══ Records supplied

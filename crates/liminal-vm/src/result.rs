//! The result record and the finalizer that produces it.
//!
//! The finalizer is total: whatever state the executor stopped in
//! (clean completion, HALT, or a guard firing mid-phase), it folds into
//! one serializable [`RunResult`]. With `BTreeMap` bindings and a fixed
//! field order, serializing the record is byte-identical across runs.

use liminal_types::{ExitStatus, VmError, Warning};
use serde::{Deserialize, Serialize};
use std::collections::BTreeMap;

use crate::executor::Executor;

/// One WITNESS checkpoint: the observable state at a point in execution.
#[derive(Debug, Clone, PartialEq, Eq, Serialize, Deserialize)]
pub struct Checkpoint {
    pub phase_name: String,
    /// Operation counter with the WITNESS itself counted.
    pub op_count: u64,
    pub stack: Vec<String>,
    pub bindings: BTreeMap<String, String>,
}

/// The structured outcome of a full `run`.
#[derive(Debug, Clone, PartialEq, Eq, Serialize, Deserialize)]
pub struct RunResult {
    /// Terminal status code.
    pub status: ExitStatus,
    /// Human-readable reason, present for every non-`COMPLETE`/`HALTED`
    /// status.
    #[serde(default, skip_serializing_if = "Option::is_none")]
    pub message: Option<String>,
    /// The phase the VM was in when execution ended, if any phase was
    /// entered.
    #[serde(default, skip_serializing_if = "Option::is_none")]
    pub phase_name: Option<String>,
    /// Operations executed.
    pub op_count: u64,
    /// Phases entered.
    pub phases_entered: u64,
    /// Final stack, bottom first.
    pub final_stack: Vec<String>,
    /// Final bindings, serialized in key order.
    pub final_bindings: BTreeMap<String, String>,
    /// Non-fatal diagnostics (duplicate phase names).
    #[serde(default, skip_serializing_if = "Vec::is_empty")]
    pub warnings: Vec<Warning>,
    /// WITNESS checkpoints; present only when tracing was enabled.
    #[serde(default, skip_serializing_if = "Option::is_none")]
    pub trace: Option<Vec<Checkpoint>>,
    /// Hex SHA-256 of the source text.
    pub source_hash: String,
}

impl RunResult {
    /// `true` for `COMPLETE` and `HALTED`.
    pub fn is_success(&self) -> bool {
        self.status.is_success()
    }

    /// A result for a failure before any execution began (config or
    /// structural error): empty state, zero counters.
    pub(crate) fn before_execution(error: VmError, source_hash: String) -> Self {
        Self {
            status: error.status,
            message: Some(error.to_string()),
            phase_name: None,
            op_count: 0,
            phases_entered: 0,
            final_stack: Vec::new(),
            final_bindings: BTreeMap::new(),
            warnings: Vec::new(),
            trace: None,
            source_hash,
        }
    }
}

/// Fold the executor's terminal state into a result record.
pub(crate) fn finalize(
    executor: Executor<'_>,
    outcome: Result<(), VmError>,
    warnings: Vec<Warning>,
    source_hash: String,
) -> RunResult {
    let trace_enabled = executor.config.trace_enabled;
    let (status, message) = match outcome {
        Ok(()) => {
            let status = if executor.halted {
                ExitStatus::Halted
            } else {
                ExitStatus::Complete
            };
            (status, None)
        }
        Err(error) => (error.status, Some(error.message)),
    };

    RunResult {
        status,
        message,
        phase_name: executor.current_phase,
        op_count: executor.op_count,
        phases_entered: executor.phases_entered,
        final_stack: executor.stack,
        final_bindings: executor.bindings,
        warnings,
        trace: if trace_enabled {
            Some(executor.trace)
        } else {
            None
        },
        source_hash,
    }
}

/// The outcome of `check`: the program parsed, with any warnings.
///
/// Carries the AST so callers (the CLI's `--dump-ast`) can render it.
#[derive(Debug, Clone, PartialEq, Serialize, Deserialize)]
pub struct CheckReport {
    pub program: liminal_types::ast::Program,
    #[serde(default, skip_serializing_if = "Vec::is_empty")]
    pub warnings: Vec<Warning>,
}
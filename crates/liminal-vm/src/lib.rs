//! liminal VM: orchestrates the full pipeline.
//!
//! ```text
//! source text → Lexer → Parser → Executor → Finalizer → RunResult
//! ```
//!
//! # Two entry points
//!
//! - [`check`] — lexer + parser only, returning the AST and warnings.
//! - [`run`] — the full pipeline. Total: every invocation produces a
//!   [`RunResult`], including configuration and parse failures.
//!
//! Execution is pure and deterministic: the same (source, config) pair
//! produces a byte-identical serialized result on every invocation.

mod executor;
mod result;
mod snapshot;

pub use executor::Executor;
pub use result::{CheckReport, Checkpoint, RunResult};

use liminal_lexer::Lexer;
use liminal_parser::{ParseOutcome, Parser};
use liminal_types::{VmConfig, VmError};
use sha2::{Digest, Sha256};

// ── Version constants ─────────────────────────────────────────────────────────

/// Phase-language version.
pub const LANGUAGE_VERSION: &str = "0.1.0";

/// VM version (matches the Cargo package version).
pub const VM_VERSION: &str = env!("CARGO_PKG_VERSION");

// ── check ─────────────────────────────────────────────────────────────────────

/// Validate a program without executing it.
///
/// Runs configuration validation, the lexer, and the parser. Returns the
/// parsed program plus warnings, or the first structural error.
pub fn check(source: &str, config: &VmConfig) -> Result<CheckReport, VmError> {
    config.validate()?;
    let outcome = frontend(source, config)?;
    Ok(CheckReport {
        program: outcome.program,
        warnings: outcome.warnings,
    })
}

// ── run ───────────────────────────────────────────────────────────────────────

/// Execute a program under the given resource configuration.
///
/// Total: configuration errors, structural errors, resource terminations,
/// and clean completions all come back as a [`RunResult`]; callers never
/// need a second error path.
pub fn run(source: &str, config: &VmConfig) -> RunResult {
    let source_hash = sha256_hex(source.as_bytes());

    if let Err(error) = config.validate() {
        return RunResult::before_execution(error, source_hash);
    }

    let outcome = match frontend(source, config) {
        Ok(outcome) => outcome,
        Err(error) => return RunResult::before_execution(error, source_hash),
    };

    let mut executor = Executor::new(config);
    let run_outcome = executor.execute(&outcome.program);
    result::finalize(executor, run_outcome, outcome.warnings, source_hash)
}

// ── Pipeline pieces ───────────────────────────────────────────────────────────

/// Lex + parse. The shared frontend of both entry points.
fn frontend(source: &str, config: &VmConfig) -> Result<ParseOutcome, VmError> {
    let tokens = Lexer::new(source, config).lex()?;
    Parser::new(tokens, config).parse()
}

fn sha256_hex(data: &[u8]) -> String {
    let mut hasher = Sha256::new();
    hasher.update(data);
    let digest = hasher.finalize();
    let mut s = String::with_capacity(digest.len() * 2);
    for b in digest {
        use std::fmt::Write;
        write!(s, "{b:02x}").unwrap();
    }
    s
}

#[cfg(test)]
mod tests {
    use super::*;
    use liminal_types::ExitStatus;

    #[test]
    fn test_sha256_hex_known_vector() {
        // SHA-256 of the empty string.
        assert_eq!(
            sha256_hex(b""),
            "e3b0c44298fc1c149afbf4c8996fb92427ae41e4649b934ca495991b7852b855"
        );
    }

    #[test]
    fn test_check_accepts_valid_program() {
        let report = check("T { HALT }", &VmConfig::default()).unwrap();
        assert_eq!(report.program.phases.len(), 1);
        assert!(report.warnings.is_empty());
    }

    #[test]
    fn test_check_rejects_invalid_config() {
        let config = VmConfig {
            max_ops: 0,
            ..VmConfig::default()
        };
        let err = check("T { HALT }", &config).unwrap_err();
        assert_eq!(err.status, ExitStatus::ErrConfig);
    }

    #[test]
    fn test_run_is_total_on_config_error() {
        let config = VmConfig {
            max_stack: 5_000,
            ..VmConfig::default()
        };
        let result = run("T { HALT }", &config);
        assert_eq!(result.status, ExitStatus::ErrConfig);
        assert_eq!(result.op_count, 0);
    }

    #[test]
    fn test_run_is_total_on_parse_error() {
        let result = run("T {", &VmConfig::default());
        assert_eq!(result.status, ExitStatus::ErrParse);
        assert_eq!(result.phases_entered, 0);
        assert!(result.final_stack.is_empty());
    }
}
//! VM configuration: the immutable resource-bound record.
//!
//! Every limit has a hard floor and ceiling; there is no way to express
//! "unlimited". Out-of-range values are rejected with `ERR_CONFIG` before
//! any source text is touched.

use crate::{ExitStatus, VmError};
use serde::{Deserialize, Serialize};

/// Resource bounds for one VM invocation.
///
/// The record is plain data: construct it with struct-update syntax from
/// [`VmConfig::default`], then pass it to the pipeline, which calls
/// [`VmConfig::validate`] before doing anything else.
#[derive(Debug, Clone, PartialEq, Eq, Serialize, Deserialize)]
pub struct VmConfig {
    /// Global operation budget.
    pub max_ops: u64,
    /// Maximum stack depth.
    pub max_stack: usize,
    /// Maximum iterations of a single SATURATE invocation.
    pub max_saturate: u64,
    /// Maximum number of entries in the bindings map.
    pub max_bindings: usize,
    /// Maximum block nesting depth (the phase body is depth 1).
    pub max_nesting: u32,
    /// Maximum number of tokens the lexer will emit.
    pub max_tokens: usize,
    /// Maximum source length in bytes.
    pub max_source_bytes: usize,
    /// Maximum length of a single symbol, in bytes.
    pub max_symbol_len: usize,
    /// Record WITNESS checkpoints in the result.
    pub trace_enabled: bool,
}

/// (field, min, max) rows for every bounded field.
const BOUNDS: &[(&str, u64, u64)] = &[
    ("max_ops", 1, 1_000_000),
    ("max_stack", 1, 4_096),
    ("max_saturate", 1, 10_000),
    ("max_bindings", 1, 8_192),
    ("max_nesting", 1, 64),
    ("max_tokens", 1, 1_000_000),
    ("max_source_bytes", 1, 16_777_216),
    ("max_symbol_len", 1, 65_536),
];

impl Default for VmConfig {
    fn default() -> Self {
        Self {
            max_ops: 100_000,
            max_stack: 256,
            max_saturate: 1_000,
            max_bindings: 1_024,
            max_nesting: 32,
            max_tokens: 100_000,
            max_source_bytes: 1_048_576,
            max_symbol_len: 4_096,
            trace_enabled: false,
        }
    }
}

impl VmConfig {
    /// Check every field against its permitted range.
    ///
    /// Returns the first violation as an `ERR_CONFIG` error naming the
    /// field and its bounds.
    pub fn validate(&self) -> Result<(), VmError> {
        let values: [u64; 8] = [
            self.max_ops,
            self.max_stack as u64,
            self.max_saturate,
            self.max_bindings as u64,
            self.max_nesting as u64,
            self.max_tokens as u64,
            self.max_source_bytes as u64,
            self.max_symbol_len as u64,
        ];
        for (&value, &(name, min, max)) in values.iter().zip(BOUNDS) {
            if value < min || value > max {
                return Err(VmError::bare(
                    ExitStatus::ErrConfig,
                    format!("{name} must be in {min}..={max}, got {value}"),
                ));
            }
        }
        Ok(())
    }

    /// Validate and return the config itself, for one-expression setup.
    pub fn validated(self) -> Result<Self, VmError> {
        self.validate()?;
        Ok(self)
    }
}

════

I'd like the lines above from the one with "let outcome = match" up to and including the one with "both entry points." copied exactly, with no other lines.

Reply to the task
    let outcome = match frontend(source, config) {
        Ok(outcome) => outcome,
        Err(error) => return RunResult::before_execution(error, source_hash),
    };

    let mut executor = Executor::new(config);
    let run_outcome = executor.execute(&outcome.program);
    result::finalize(executor, run_outcome, outcome.warnings, source_hash)
}

// ── Pipeline pieces ───────────────────────────────────────────────────────────

/// Lex + parse. The shared frontend of both entry points.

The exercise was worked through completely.